* **PROBLEM TO SOLVE**: Work through the entries below and show every line in which "AppError" is found.

===== SUPPLIED MATERIAL

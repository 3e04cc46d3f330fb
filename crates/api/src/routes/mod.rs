//! HTTP route handlers.
//!
//! # Route Structure
//!
//! ```text
//! GET    /health                         - Liveness
//! GET    /health/ready                   - Readiness (database ping)
//!
//! # Auth
//! POST   /odata/login                    - Sign in, returns a bearer token
//! POST   /odata/systemaccounts/login     - Same, older path
//!
//! # Accounts (Admin)
//! GET    /odata/systemaccounts           - List
//! POST   /odata/systemaccounts           - Create
//! GET    /odata/systemaccounts/{id}      - Show
//! PUT    /odata/systemaccounts/{id}      - Update
//! DELETE /odata/systemaccounts/{id}      - Delete (no authored articles)
//!
//! # Categories, Tags (Staff or Admin)
//! GET|POST /odata/categories, GET|PUT|DELETE /odata/categories/{id}
//! GET|POST /odata/tags,       GET|PUT|DELETE /odata/tags/{id}
//!
//! # Articles
//! GET|POST /odata/newsarticles, GET|PUT|DELETE /odata/newsarticles/{id}
//! GET    /odata/newsarticles/mine        - Caller's own articles
//! GET    /odata/publicnewsarticles       - Published only, anonymous
//! GET    /odata/publicnewsarticles/{id}
//! GET    /odata/newsstatistics           - ?startDate=&endDate=
//!
//! # Self-service
//! GET    /odata/me
//! PATCH  /odata/me/info
//! PATCH  /odata/me/password
//! ```

pub mod accounts;
pub mod articles;
pub mod auth;
pub mod categories;
pub mod health;
pub mod profile;
pub mod statistics;
pub mod tags;

use std::any::Any;
use std::time::Duration;

use axum::{
    Router,
    http::{HeaderValue, Method, header},
    response::{IntoResponse, Response},
};
use serde::Serialize;
use tower_http::{
    catch_panic::CatchPanicLayer,
    cors::{AllowOrigin, Any as AnyOrigin, CorsLayer},
    trace::TraceLayer,
};
use tracing::Span;

use crate::{
    error::AppError,
    query::ListQuery,
    response::{ApiResponse, Collection},
    state::AppState,
};

/// All routes, without state or layers.
pub fn routes() -> Router<AppState> {
    let odata = Router::new()
        .merge(auth::router())
        .merge(accounts::router())
        .merge(categories::router())
        .merge(tags::router())
        .merge(articles::router())
        .merge(statistics::router())
        .merge(profile::router());

    Router::new()
        .merge(health::router())
        .nest("/odata", odata)
        .fallback(not_found)
}

/// The complete application: routes, tracing, CORS and panic recovery.
///
/// Sentry layers are added by the binary.
pub fn app(state: AppState) -> Router {
    let cors = cors_layer(&state.config().cors_origins);

    routes()
        .layer(cors)
        .layer(
            TraceLayer::new_for_http()
                .make_span_with(|request: &axum::http::Request<_>| {
                    tracing::info_span!(
                        "request",
                        method = %request.method(),
                        uri = %request.uri(),
                        status = tracing::field::Empty,
                        latency_ms = tracing::field::Empty,
                    )
                })
                .on_response(|response: &axum::http::Response<_>, latency: Duration, span: &Span| {
                    let status = response.status();
                    span.record("status", status.as_u16());
                    span.record(
                        "latency_ms",
                        u64::try_from(latency.as_millis()).unwrap_or(u64::MAX),
                    );
                    if status.is_server_error() {
                        tracing::error!(%status, "Request failed");
                    } else if status.is_client_error() {
                        tracing::warn!(%status, "Request rejected");
                    } else {
                        tracing::info!(%status, "Request completed");
                    }
                }),
        )
        .layer(CatchPanicLayer::custom(panic_response))
        .with_state(state)
}

fn cors_layer(origins: &[String]) -> CorsLayer {
    let layer = CorsLayer::new()
        .allow_methods([
            Method::GET,
            Method::POST,
            Method::PUT,
            Method::PATCH,
            Method::DELETE,
        ])
        .allow_headers([header::AUTHORIZATION, header::CONTENT_TYPE]);

    if origins.is_empty() {
        return layer.allow_origin(AnyOrigin);
    }

    let allowed: Vec<HeaderValue> = origins
        .iter()
        .filter_map(|origin| match HeaderValue::from_str(origin) {
            Ok(value) => Some(value),
            Err(_) => {
                tracing::warn!(%origin, "Ignoring invalid CORS origin");
                None
            }
        })
        .collect();
    layer.allow_origin(AllowOrigin::list(allowed))
}

fn panic_response(panic: Box<dyn Any + Send + 'static>) -> Response {
    let detail = panic
        .downcast_ref::<String>()
        .map(String::as_str)
        .or_else(|| panic.downcast_ref::<&str>().copied())
        .unwrap_or("unknown panic");

    AppError::Internal(format!("handler panicked: {detail}")).into_response()
}

async fn not_found() -> AppError {
    AppError::NotFound("Resource not found".to_string())
}

/// Apply list query options to the serialized views and wrap the result.
pub(crate) fn listing<T: Serialize>(
    query: &ListQuery,
    views: &[T],
    expandable: &[&str],
) -> Result<ApiResponse<Collection>, AppError> {
    let rows = views
        .iter()
        .map(serde_json::to_value)
        .collect::<Result<Vec<_>, _>>()
        .map_err(|e| AppError::Internal(format!("failed to serialize rows: {e}")))?;

    Ok(ApiResponse::ok(query.apply(rows, expandable)))
}
//! `GET /newsstatistics?startDate=&endDate=`

use axum::{Router, extract::State, routing::get};
use chrono::{DateTime, Utc};
use serde::{Deserialize, Serialize};
use tracing::instrument;

use newsdesk_core::DateRange;

use crate::{
    error::AppError,
    extract::AppQuery,
    middleware::RequireAuth,
    response::ApiResponse,
    services::{NewsStatistics, Operation, require, statistics},
    state::AppState,
};

use super::articles::ArticleView;

pub fn router() -> Router<AppState> {
    Router::new().route("/newsstatistics", get(show))
}

#[derive(Debug, Deserialize)]
#[serde(rename_all = "camelCase")]
pub struct StatisticsParams {
    pub start_date: Option<String>,
    pub end_date: Option<String>,
}

#[derive(Debug, Serialize)]
#[serde(rename_all = "camelCase")]
pub struct AuthorStatView {
    pub author_id: i32,
    pub author_name: String,
    pub article_count: usize,
}

#[derive(Debug, Serialize)]
#[serde(rename_all = "camelCase")]
pub struct CategoryStatView {
    pub category_id: i32,
    pub category_name: String,
    pub article_count: usize,
}

#[derive(Debug, Serialize)]
#[serde(rename_all = "camelCase")]
pub struct TagStatView {
    pub tag_id: i32,
    pub tag_name: String,
    pub article_count: usize,
}

#[derive(Debug, Serialize)]
#[serde(rename_all = "camelCase")]
pub struct StatisticsView {
    pub start_date: Option<DateTime<Utc>>,
    pub end_date: Option<DateTime<Utc>>,
    pub total_news_count: usize,
    pub total_authors_count: usize,
    pub news_list: Vec<ArticleView>,
    pub author_stats: Vec<AuthorStatView>,
    pub category_stats: Vec<CategoryStatView>,
    pub tag_stats: Vec<TagStatView>,
}

impl From<&NewsStatistics> for StatisticsView {
    fn from(report: &NewsStatistics) -> Self {
        Self {
            start_date: report.range.start(),
            end_date: report.range.end(),
            total_news_count: report.total_news_count,
            total_authors_count: report.total_authors_count,
            news_list: report.news_list.iter().map(ArticleView::from).collect(),
            author_stats: report
                .author_stats
                .iter()
                .map(|g| AuthorStatView {
                    author_id: g.id.as_i32(),
                    author_name: g.name.clone(),
                    article_count: g.article_count,
                })
                .collect(),
            category_stats: report
                .category_stats
                .iter()
                .map(|g| CategoryStatView {
                    category_id: g.id.as_i32(),
                    category_name: g.name.clone(),
                    article_count: g.article_count,
                })
                .collect(),
            tag_stats: report
                .tag_stats
                .iter()
                .map(|g| TagStatView {
                    tag_id: g.id.as_i32(),
                    tag_name: g.name.clone(),
                    article_count: g.article_count,
                })
                .collect(),
        }
    }
}

#[instrument(skip(identity, state))]
async fn show(
    RequireAuth(identity): RequireAuth,
    State(state): State<AppState>,
    AppQuery(params): AppQuery<StatisticsParams>,
) -> Result<ApiResponse<StatisticsView>, AppError> {
    require(&identity, Operation::ViewStatistics)?;

    let range = DateRange::parse(
        params.start_date.as_deref().filter(|s| !s.is_empty()),
        params.end_date.as_deref().filter(|s| !s.is_empty()),
    )
    .map_err(|e| AppError::BadRequest(e.to_string()))?;

    let report = statistics::compute(state.pool(), range).await?;
    Ok(ApiResponse::ok(StatisticsView::from(&report)))
}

==========

* **ANSWER SPACE**:
    error::AppError,
    AppError::Internal(format!("handler panicked: {detail}")).into_response()
async fn not_found() -> AppError {
    AppError::NotFound("Resource not found".to_string())
) -> Result<ApiResponse<Collection>, AppError> {
        .map_err(|e| AppError::Internal(format!("failed to serialize rows: {e}")))?;
    error::AppError,
) -> Result<ApiResponse<StatisticsView>, AppError> {
    .map_err(|e| AppError::BadRequest(e.to_string()))?;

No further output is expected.